I’m fond of using the metaphor of an ecosystem to talk about academic institutions and their challenges. Part of the problem we face at the moment in terms of that metaphor is that certain niches in the scholarly ecosystem are massively overcrowded while others are almost entirely barren. Paul was one of the few to take on the role of the generalist, integrative, and speculative thinker who I think was once at the heart of the idea of the liberal arts.

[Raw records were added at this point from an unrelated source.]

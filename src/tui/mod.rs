//! Interactive terminal interface for the quiz.
//!
//! Organized along FP/Unix boundaries:
//! - `state`: pure data types (App, Action)
//! - `update`: pure transitions
//! - `view`: pure rendering
//! - `theme`: style constants
//! - `run`: effects (terminal lifecycle, event loop)

pub mod run;
pub mod state;
pub mod theme;
pub mod update;
pub mod view;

I first encountered Paul when I and a Swarthmore colleague of mine decided on a whim to attend an early morning weekly meeting dedicated to the study of complex adaptive systems and the concept of emergence. This group of Bryn Mawr and Haverford faculty, I soon learned, was supported by Serendip, an initiative that Paul had played the lead role in creating at Bryn Mawr in 1994. The complex systems group was one of a number of ongoing discussions under Serendip’s umbrella, most of them involving an eclectic mix of scientists with a few humanists and social scientists in the mix as well.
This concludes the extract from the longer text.